- **Task to carry out**
The answer must be a single number: the count of lines in the listing that hold the string "VecDeque".

### Input ###

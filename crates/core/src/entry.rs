//! Entry documents and the parse → resolve → paginate sequence.

use crate::special::EmbeddedResolver;
use folio_idf::{ContentNode, EntryData, PageSequence};
use folio_layout::{PageGeometry, paginate};
use folio_markup::parse_entry;
use folio_traits::LinkSink;
use folio_types::{BranchId, EntryKey, LanguageId};
use itertools::Itertools;
use std::sync::Arc;

/// A loaded entry: the text file split into title, subtitle and body, plus
/// its anchor data.
#[derive(Debug, Clone, PartialEq)]
pub struct EntryDocument {
    pub key: EntryKey,
    pub title: String,
    pub subtitle: String,
    pub body: String,
    pub data: EntryData,
}

impl EntryDocument {
    /// The first line is the title, the second the subtitle.
    pub fn parse(key: EntryKey, raw_text: &str, data: EntryData) -> Self {
        let mut lines = raw_text.split('\n');
        let title = lines.next().unwrap_or_default().trim_end_matches('\r').to_string();
        let subtitle = lines.next().unwrap_or_default().trim_end_matches('\r').to_string();
        let body = lines.join("\n");
        Self {
            key,
            title,
            subtitle,
            body,
            data,
        }
    }
}

/// Builds the pages of an entry.
///
/// Link targets found while expanding are handed to the [`LinkSink`] without
/// waiting. Embedded content is resolved before pagination starts.
#[derive(Clone)]
pub struct EntryBuilder {
    geometry: PageGeometry,
    resolver: Arc<EmbeddedResolver>,
    links: Arc<dyn LinkSink>,
}

impl std::fmt::Debug for EntryBuilder {
    fn fmt(&self, f: &mut std::fmt::Formatter<'_>) -> std::fmt::Result {
        f.debug_struct("EntryBuilder")
            .field("geometry", &self.geometry)
            .finish_non_exhaustive()
    }
}

impl EntryBuilder {
    pub fn new(resolver: Arc<EmbeddedResolver>, links: Arc<dyn LinkSink>) -> Self {
        Self {
            geometry: PageGeometry::default(),
            resolver,
            links,
        }
    }

    pub fn with_geometry(mut self, geometry: PageGeometry) -> Self {
        self.geometry = geometry;
        self
    }

    pub fn geometry(&self) -> &PageGeometry {
        &self.geometry
    }

    pub async fn build_entry(
        &self,
        raw_text: &str,
        data: &EntryData,
        branch: &BranchId,
        language: &LanguageId,
    ) -> PageSequence {
        let mut sequence = parse_entry(raw_text, data, self.links.as_ref());
        log::debug!(
            "Expanded entry into {} nodes ({}, {})",
            sequence.len(),
            branch,
            language
        );
        self.resolve_anchors(branch, &mut sequence).await;
        let pages = paginate(sequence, &self.geometry);
        log::debug!("Paginated entry into {} pages", pages.len());
        pages
    }

    pub async fn build_document(
        &self,
        document: &EntryDocument,
        branch: &BranchId,
        language: &LanguageId,
    ) -> PageSequence {
        self.build_entry(&document.body, &document.data, branch, language)
            .await
    }

    async fn resolve_anchors(&self, branch: &BranchId, sequence: &mut [ContentNode]) {
        for node in sequence.iter_mut() {
            let Some(anchor) = node.as_anchor_mut() else {
                continue;
            };
            let Some(descriptor) = anchor.descriptor.as_ref() else {
                continue;
            };
            let element = self.resolver.resolve(branch, descriptor).await;
            anchor.element = element.map(Arc::new);
        }
    }
}
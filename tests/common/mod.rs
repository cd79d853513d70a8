pub mod fixtures;

use folio::{ManualBuilder, ManualEvent, ManualStore};
use folio_resource::{InMemoryResourceProvider, ProviderFetcher};
use folio_traits::{BoxFuture, ContentFetcher, ResourceError, ResourceProvider, SharedResourceData};
use std::sync::Arc;
use std::time::Duration;
use tokio::sync::{Notify, Semaphore};

pub type TestResult = Result<(), Box<dyn std::error::Error>>;

pub fn init_logging() {
    let _ = env_logger::builder().is_test(true).try_init();
}

pub fn provider() -> Arc<InMemoryResourceProvider> {
    let provider = InMemoryResourceProvider::new();
    for (url, text) in fixtures::repository_files() {
        provider
            .add_text(url, &text)
            .expect("fixture files are added to a fresh provider");
    }
    Arc::new(provider)
}

/// A store over the fixture repository. Call inside a tokio runtime so the
/// link workers start.
pub fn store() -> Arc<ManualStore> {
    init_logging();
    ManualBuilder::new()
        .with_provider(provider())
        .build()
        .expect("default configuration is valid")
}

/// Waits for the first event matching `predicate`.
pub async fn wait_for_event<F>(store: &ManualStore, mut predicate: F) -> Option<ManualEvent>
where
    F: FnMut(&ManualEvent) -> bool,
{
    let events = store.subscribe();
    tokio::time::timeout(Duration::from_secs(5), async {
        while let Ok(event) = events.recv().await {
            if predicate(&event) {
                return Some(event);
            }
        }
        None
    })
    .await
    .ok()
    .flatten()
}

/// Holds fetches of URLs ending in `suffix` until the test opens the gate.
#[derive(Debug)]
pub struct GatedFetcher {
    inner: ProviderFetcher,
    suffix: &'static str,
    pub reached: Arc<Notify>,
    pub gate: Arc<Semaphore>,
}

impl GatedFetcher {
    pub fn new(provider: Arc<dyn ResourceProvider>, suffix: &'static str) -> Self {
        Self {
            inner: ProviderFetcher::new(provider),
            suffix,
            reached: Arc::new(Notify::new()),
            gate: Arc::new(Semaphore::new(0)),
        }
    }
}

impl ContentFetcher for GatedFetcher {
    fn fetch<'a>(&'a self, url: &'a str) -> BoxFuture<'a, Result<SharedResourceData, ResourceError>> {
        Box::pin(async move {
            if url.ends_with(self.suffix) {
                self.reached.notify_one();
                let _permit = self.gate.acquire().await;
            }
            self.inner.fetch(url).await
        })
    }

    fn name(&self) -> &'static str {
        "GatedFetcher"
    }
}
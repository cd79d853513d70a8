pub mod fetch;
pub mod links;
pub mod localize;
pub mod resource;

pub use fetch::{BoxFuture, ContentCache, ContentFetcher};
pub use links::{LinkSink, NoopLinkSink};
pub use localize::{IdentityTranslator, Translate};
pub use resource::{InMemoryResourceProvider, ResourceError, ResourceProvider, SharedResourceData};
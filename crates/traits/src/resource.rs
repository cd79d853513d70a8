//! Resource access for manual content.
//!
//! Every file the viewer reads (entry text, entry data, recipes, tags, icons,
//! category listings) is addressed by a URL-like path and returned as shared
//! bytes. The synchronous [`ResourceProvider`] covers sources that can answer
//! immediately; network sources go through [`crate::fetch::ContentFetcher`].

use std::collections::HashMap;
use std::fmt::Debug;
use std::sync::{Arc, RwLock};
use thiserror::Error;

/// Error type for resource loading operations.
#[derive(Error, Debug, Clone, PartialEq)]
pub enum ResourceError {
    #[error("Resource not found: {0}")]
    NotFound(String),

    #[error("Failed to load resource '{path}': {message}")]
    LoadFailed { path: String, message: String },

    #[error("Request for '{url}' returned status {status}")]
    Status { url: String, status: u16 },

    #[error("Invalid resource format: {0}")]
    InvalidFormat(String),

    #[error("I/O error: {0}")]
    Io(String),
}

impl ResourceError {
    /// True when the resource simply does not exist, as opposed to a transport failure.
    pub fn is_missing(&self) -> bool {
        matches!(
            self,
            ResourceError::NotFound(_) | ResourceError::Status { status: 404, .. }
        )
    }
}

impl From<std::io::Error> for ResourceError {
    fn from(err: std::io::Error) -> Self {
        ResourceError::Io(err.to_string())
    }
}

/// Shared resource data type (reference-counted bytes).
pub type SharedResourceData = Arc<Vec<u8>>;

/// A source of manual resources that answers synchronously.
pub trait ResourceProvider: Send + Sync + Debug {
    /// Load a resource by its path or URL.
    fn load(&self, path: &str) -> Result<SharedResourceData, ResourceError>;

    fn exists(&self, path: &str) -> bool;

    /// Prefix under which this provider resolves relative paths, if any.
    fn base_path(&self) -> Option<&str> {
        None
    }

    /// Returns a human-readable name for this provider (for logging/debugging).
    fn name(&self) -> &'static str;
}

/// Resources held in memory, keyed by their full URL.
///
/// Used by the browser front end, which pushes fetched files in, and by tests.
#[derive(Debug, Default)]
pub struct InMemoryResourceProvider {
    resources: RwLock<HashMap<String, SharedResourceData>>,
}

fn poisoned(path: &str) -> ResourceError {
    ResourceError::LoadFailed {
        path: path.to_string(),
        message: "resource store lock poisoned".to_string(),
    }
}

impl InMemoryResourceProvider {
    pub fn new() -> Self {
        Self::default()
    }

    /// Builds a provider pre-populated with UTF-8 text resources.
    pub fn from_text<I, K, V>(entries: I) -> Result<Self, ResourceError>
    where
        I: IntoIterator<Item = (K, V)>,
        K: Into<String>,
        V: Into<String>,
    {
        let provider = Self::new();
        for (path, text) in entries {
            provider.add(path, text.into().into_bytes())?;
        }
        Ok(provider)
    }

    /// Stores `data` under `path`, replacing any previous value.
    pub fn add(&self, path: impl Into<String>, data: Vec<u8>) -> Result<(), ResourceError> {
        self.add_shared(path, Arc::new(data))
    }

    pub fn add_text(&self, path: impl Into<String>, text: &str) -> Result<(), ResourceError> {
        self.add(path, text.as_bytes().to_vec())
    }

    pub fn add_shared(
        &self,
        path: impl Into<String>,
        data: SharedResourceData,
    ) -> Result<(), ResourceError> {
        let path = path.into();
        let mut resources = self.resources.write().map_err(|_| poisoned(&path))?;
        resources.insert(path, data);
        Ok(())
    }

    pub fn remove(&self, path: &str) -> Option<SharedResourceData> {
        self.resources.write().ok()?.remove(path)
    }

    pub fn clear(&self) {
        if let Ok(mut resources) = self.resources.write() {
            resources.clear();
        }
    }

    pub fn len(&self) -> usize {
        self.resources.read().map(|r| r.len()).unwrap_or(0)
    }

    pub fn is_empty(&self) -> bool {
        self.len() == 0
    }
}

impl ResourceProvider for InMemoryResourceProvider {
    fn load(&self, path: &str) -> Result<SharedResourceData, ResourceError> {
        let resources = self.resources.read().map_err(|_| poisoned(path))?;
        resources
            .get(path)
            .cloned()
            .ok_or_else(|| ResourceError::NotFound(path.to_string()))
    }

    fn exists(&self, path: &str) -> bool {
        self.resources
            .read()
            .map(|r| r.contains_key(path))
            .unwrap_or(false)
    }

    fn name(&self) -> &'static str {
        "InMemoryResourceProvider"
    }
}

#[cfg(test)]
mod tests {
    use super::*;

    #[test]
    fn test_in_memory_add_and_load() {
        let provider = InMemoryResourceProvider::new();
        provider
            .add_text("https://host/manual/en_us/hammer.txt", "Hammer\nA tool")
            .unwrap();

        let data = provider.load("https://host/manual/en_us/hammer.txt").unwrap();
        assert_eq!(&*data, b"Hammer\nA tool");
        assert_eq!(provider.len(), 1);
    }

    #[test]
    fn test_in_memory_not_found() {
        let provider = InMemoryResourceProvider::new();
        let err = provider.load("missing.json").unwrap_err();
        assert!(matches!(err, ResourceError::NotFound(_)));
        assert!(err.is_missing());
    }

    #[test]
    fn test_in_memory_overwrite_and_remove() {
        let provider = InMemoryResourceProvider::from_text([("a.json", "{}")]).unwrap();
        provider.add_text("a.json", "[]").unwrap();
        assert_eq!(&*provider.load("a.json").unwrap(), b"[]");

        assert!(provider.remove("a.json").is_some());
        assert!(!provider.exists("a.json"));
        assert!(provider.remove("a.json").is_none());
    }

    #[test]
    fn test_in_memory_clear() {
        let provider = InMemoryResourceProvider::from_text([("a", "1"), ("b", "2")]).unwrap();
        assert_eq!(provider.len(), 2);
        provider.clear();
        assert!(provider.is_empty());
        assert!(provider.base_path().is_none());
    }

    #[test]
    fn test_status_error_display() {
        let err = ResourceError::Status {
            url: "https://host/x.png".to_string(),
            status: 404,
        };
        assert!(err.to_string().contains("404"));
        assert!(err.is_missing());

        let io_err = std::io::Error::new(std::io::ErrorKind::NotFound, "file not found");
        let converted: ResourceError = io_err.into();
        assert!(matches!(converted, ResourceError::Io(_)));
        assert!(!converted.is_missing());
    }
}
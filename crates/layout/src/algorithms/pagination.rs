//! Pagination Engine: a single greedy pass over the linearized sequence.

use crate::config::PageGeometry;
use crate::estimate::{node_cost, reserved_size};
use crate::text::{split_at_budget, split_chars};
use folio_idf::{ContentNode, Page, PageSequence};
use std::collections::VecDeque;

pub struct BreakAnalysis {
    pub should_break: bool,
    pub remaining: usize,
}

/// Checks whether a node of `cost` fits on a page already holding `running_size`.
pub fn check_fit(running_size: usize, cost: usize, capacity: usize) -> BreakAnalysis {
    BreakAnalysis {
        should_break: running_size + cost > capacity,
        remaining: capacity.saturating_sub(running_size),
    }
}

/// Accumulator state of the pass.
#[derive(Debug, Default, Clone, Copy, PartialEq, Eq)]
pub struct PaginationCursor {
    /// Index in the placed sequence where the open page starts.
    pub last_cut: usize,
    /// Estimated size of the open page.
    pub running_size: usize,
}

/// Groups a linearized sequence into pages.
///
/// Page breaks are consumed. Anchors close the open page and begin the next one,
/// seeding its size with their reserved height. Text that overflows is split
/// after the whole lines that still fit; other nodes that overflow move to a
/// fresh page. Empty pages and pages holding only line breaks are dropped.
pub fn paginate(sequence: Vec<ContentNode>, geometry: &PageGeometry) -> PageSequence {
    let mut paginator = Paginator::new(geometry);
    let mut queue: VecDeque<ContentNode> = sequence.into();
    while let Some(node) = queue.pop_front() {
        if let Some(remainder) = paginator.place(node) {
            queue.push_front(remainder);
        }
    }
    paginator.finish()
}

struct Paginator<'a> {
    geometry: &'a PageGeometry,
    placed: Vec<ContentNode>,
    cuts: Vec<usize>,
    cursor: PaginationCursor,
}

impl<'a> Paginator<'a> {
    fn new(geometry: &'a PageGeometry) -> Self {
        Self {
            geometry,
            placed: Vec::new(),
            cuts: Vec::new(),
            cursor: PaginationCursor::default(),
        }
    }

    fn page_is_open(&self) -> bool {
        self.placed.len() > self.cursor.last_cut
    }

    fn cut(&mut self, seed: usize) {
        self.cuts.push(self.placed.len());
        self.cursor = PaginationCursor {
            last_cut: self.placed.len(),
            running_size: seed,
        };
    }

    /// Places one node, returning a split remainder that must be placed next.
    fn place(&mut self, node: ContentNode) -> Option<ContentNode> {
        match node {
            ContentNode::PageBreak => {
                log::trace!("explicit page break at {}", self.placed.len());
                self.cut(0);
                None
            }
            ContentNode::Anchor(anchor) => {
                let seed = reserved_size(anchor.reserved_height, self.geometry);
                log::trace!("anchor '{}' opens a page seeded at {}", anchor.key(), seed);
                self.cut(seed);
                self.placed.push(ContentNode::Anchor(anchor));
                None
            }
            other => self.place_flow(other),
        }
    }

    fn place_flow(&mut self, node: ContentNode) -> Option<ContentNode> {
        let capacity = self.geometry.capacity();
        let cost = node_cost(&node, self.geometry);
        let fit = check_fit(self.cursor.running_size, cost, capacity);
        if !fit.should_break {
            self.cursor.running_size += cost;
            self.placed.push(node);
            return None;
        }

        let ContentNode::Text(text) = node else {
            if self.page_is_open() {
                log::trace!("{} of cost {} moves to a new page", node.kind(), cost);
                self.cut(0);
            }
            self.cursor.running_size += cost;
            self.placed.push(node);
            return None;
        };

        if let Some((head, tail)) = split_at_budget(&text, self.geometry.chars_per_line, fit.remaining)
        {
            log::trace!(
                "split text of {} chars, keeping {}",
                cost,
                head.chars().count()
            );
            self.placed.push(ContentNode::Text(head));
            self.cut(0);
            return Some(ContentNode::Text(tail));
        }

        if self.page_is_open() || self.cursor.running_size > 0 {
            // Re-evaluate on a fresh page.
            self.cut(0);
            return Some(ContentNode::Text(text));
        }

        // A fresh page that cannot hold a single line.
        match split_chars(&text, fit.remaining) {
            Some((head, tail)) => {
                self.placed.push(ContentNode::Text(head));
                self.cut(0);
                Some(ContentNode::Text(tail))
            }
            None => {
                self.cursor.running_size += cost;
                self.placed.push(ContentNode::Text(text));
                None
            }
        }
    }

    fn finish(self) -> PageSequence {
        let total = self.placed.len();
        let mut nodes = self.placed.into_iter();
        let mut start = 0;
        let mut pages = Vec::with_capacity(self.cuts.len() + 1);
        for end in self.cuts.into_iter().chain(std::iter::once(total)) {
            let page: Vec<ContentNode> = nodes.by_ref().take(end - start).collect();
            start = end;
            pages.push(Page::new(page));
        }
        let before = pages.len();
        pages.retain(|p| !p.is_empty() && !p.is_blank());
        log::debug!(
            "paginated {} nodes into {} pages ({} empty dropped)",
            total,
            pages.len(),
            before - pages.len()
        );
        PageSequence::new(pages)
    }
}
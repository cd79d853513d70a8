//! Size Estimator: per-node capacity costs and embedded-content heights.

use crate::config::PageGeometry;
use folio_idf::{ContentNode, Descriptor};
use serde_json::Value;

/// Scale images are drawn at: 55 vmin across the tile width.
pub const IMAGE_SCALE: f32 = 55.0;
/// Lines per vmin of image height.
const IMAGE_LINE_FACTOR: f32 = 0.25;
const RECIPE_HEIGHT: f32 = 7.0;

/// Estimated cost of `node` in characters.
pub fn node_cost(node: &ContentNode, geometry: &PageGeometry) -> usize {
    match node {
        ContentNode::Text(s) => s.chars().count(),
        ContentNode::Formatted {
            estimated_length, ..
        }
        | ContentNode::Link {
            estimated_length, ..
        }
        | ContentNode::ConfigBool {
            estimated_length, ..
        } => *estimated_length,
        ContentNode::LineBreak => geometry.chars_per_line,
        ContentNode::ConfigInt { .. } | ContentNode::ConfigIntArray { .. } => {
            geometry.placeholder_width
        }
        ContentNode::Anchor(anchor) => reserved_size(anchor.reserved_height, geometry),
        // Budgeted as a full line, the default cost of unlisted nodes in the web viewer.
        ContentNode::Keybind { .. } => geometry.chars_per_line,
        ContentNode::PageBreak => 0,
    }
}

/// Converts a reserved height in lines into characters, rounding up.
pub fn reserved_size(height: f32, geometry: &PageGeometry) -> usize {
    if !height.is_finite() || height <= 0.0 {
        return 0;
    }
    (height * geometry.chars_per_line as f32).ceil() as usize
}

/// Height in lines reserved for an embedded-content descriptor.
///
/// Missing descriptors and unknown types reserve nothing.
pub fn embedded_height(descriptor: Option<&Descriptor>) -> f32 {
    let Some(descriptor) = descriptor else {
        return 0.0;
    };
    let height = match descriptor.kind().unwrap_or("") {
        "crafting" => crafting_height(descriptor),
        "item_display" => 4.0,
        "image" => image_height(descriptor),
        "blueprint" => 7.0,
        "multiblock" => 5.0,
        _ => 0.0,
    };
    if height.is_finite() && height > 0.0 {
        height
    } else {
        0.0
    }
}

fn crafting_height(descriptor: &Descriptor) -> f32 {
    if descriptor.get("recipe").is_some() {
        return RECIPE_HEIGHT;
    }
    match descriptor.get("recipes") {
        Some(Value::Array(recipes)) => RECIPE_HEIGHT * recipes.len() as f32,
        Some(_) => RECIPE_HEIGHT,
        None => 1.0,
    }
}

fn image_height(descriptor: &Descriptor) -> f32 {
    let Some(images) = descriptor.get("images") else {
        return 1.0;
    };
    let Some(images) = images.as_array() else {
        return f32::NAN;
    };
    images
        .iter()
        .map(|image| {
            let u_size = number(image, "uSize");
            let v_size = number(image, "vSize");
            v_size * (IMAGE_SCALE / u_size) * IMAGE_LINE_FACTOR
        })
        .sum()
}

fn number(value: &Value, key: &str) -> f32 {
    value
        .get(key)
        .and_then(Value::as_f64)
        .map(|n| n as f32)
        .unwrap_or(f32::NAN)
}
//! Resource store for WASM environments.
//!
//! The page pushes repository files in, either as bytes it already holds or by
//! URL through the Fetch API. Resources are keyed by their full URL so the
//! engine's repository layout resolves them unchanged.

use crate::error::ViewerError;
use folio_traits::{InMemoryResourceProvider, ResourceProvider};
use std::sync::Arc;
use wasm_bindgen::JsCast;
use wasm_bindgen::prelude::*;
use wasm_bindgen_futures::JsFuture;

/// In-memory repository files shared with a [`ManualViewer`](crate::ManualViewer).
#[wasm_bindgen]
#[derive(Debug, Clone, Default)]
pub struct WasmResourceProvider {
    inner: Arc<InMemoryResourceProvider>,
}

#[wasm_bindgen]
impl WasmResourceProvider {
    #[wasm_bindgen(constructor)]
    pub fn new() -> Self {
        Self::default()
    }

    /// Add a resource from raw bytes under its URL.
    #[wasm_bindgen(js_name = addResource)]
    pub fn add_resource(&self, url: &str, data: &[u8]) -> Result<(), JsValue> {
        self.inner
            .add(url, data.to_vec())
            .map_err(ViewerError::from)?;
        Ok(())
    }

    /// Add a text resource (entry text, JSON) under its URL.
    #[wasm_bindgen(js_name = addText)]
    pub fn add_text(&self, url: &str, text: &str) -> Result<(), JsValue> {
        self.inner.add_text(url, text).map_err(ViewerError::from)?;
        Ok(())
    }

    #[wasm_bindgen]
    pub fn exists(&self, url: &str) -> bool {
        self.inner.exists(url)
    }

    #[wasm_bindgen]
    pub fn remove(&self, url: &str) -> bool {
        self.inner.remove(url).is_some()
    }

    #[wasm_bindgen]
    pub fn clear(&self) {
        self.inner.clear();
    }

    #[wasm_bindgen(getter)]
    pub fn count(&self) -> usize {
        self.inner.len()
    }

    #[wasm_bindgen(js_name = isEmpty)]
    pub fn is_empty(&self) -> bool {
        self.inner.is_empty()
    }
}

impl WasmResourceProvider {
    pub fn as_resource_provider(&self) -> Arc<dyn ResourceProvider> {
        self.inner.clone()
    }

    /// Fetch `url` and store the body under the same URL.
    pub async fn fetch_into(&self, url: &str) -> Result<usize, ViewerError> {
        let bytes = fetch_resource(url).await?;
        let len = bytes.len();
        self.inner.add(url, bytes)?;
        Ok(len)
    }
}

/// Fetch a resource from a URL using the Fetch API.
pub async fn fetch_resource(url: &str) -> Result<Vec<u8>, ViewerError> {
    let window =
        web_sys::window().ok_or_else(|| ViewerError::resource("No window object available"))?;

    let opts = web_sys::RequestInit::new();
    opts.set_method("GET");
    opts.set_mode(web_sys::RequestMode::Cors);

    let request = web_sys::Request::new_with_str_and_init(url, &opts)
        .map_err(|e| ViewerError::resource(format!("Failed to create request: {:?}", e)))?;

    let response_value = JsFuture::from(window.fetch_with_request(&request))
        .await
        .map_err(|e| ViewerError::resource(format!("Fetch failed: {:?}", e)))?;

    let response: web_sys::Response = response_value
        .dyn_into()
        .map_err(|_| ViewerError::resource("Failed to convert response"))?;

    if !response.ok() {
        return Err(ViewerError::resource(format!(
            "HTTP error for {}: {} {}",
            url,
            response.status(),
            response.status_text()
        )));
    }

    let array_buffer = JsFuture::from(
        response
            .array_buffer()
            .map_err(|e| ViewerError::resource(format!("Failed to get array buffer: {:?}", e)))?,
    )
    .await
    .map_err(|e| ViewerError::resource(format!("Failed to read response body: {:?}", e)))?;

    Ok(js_sys::Uint8Array::new(&array_buffer).to_vec())
}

###

- **Response area**
2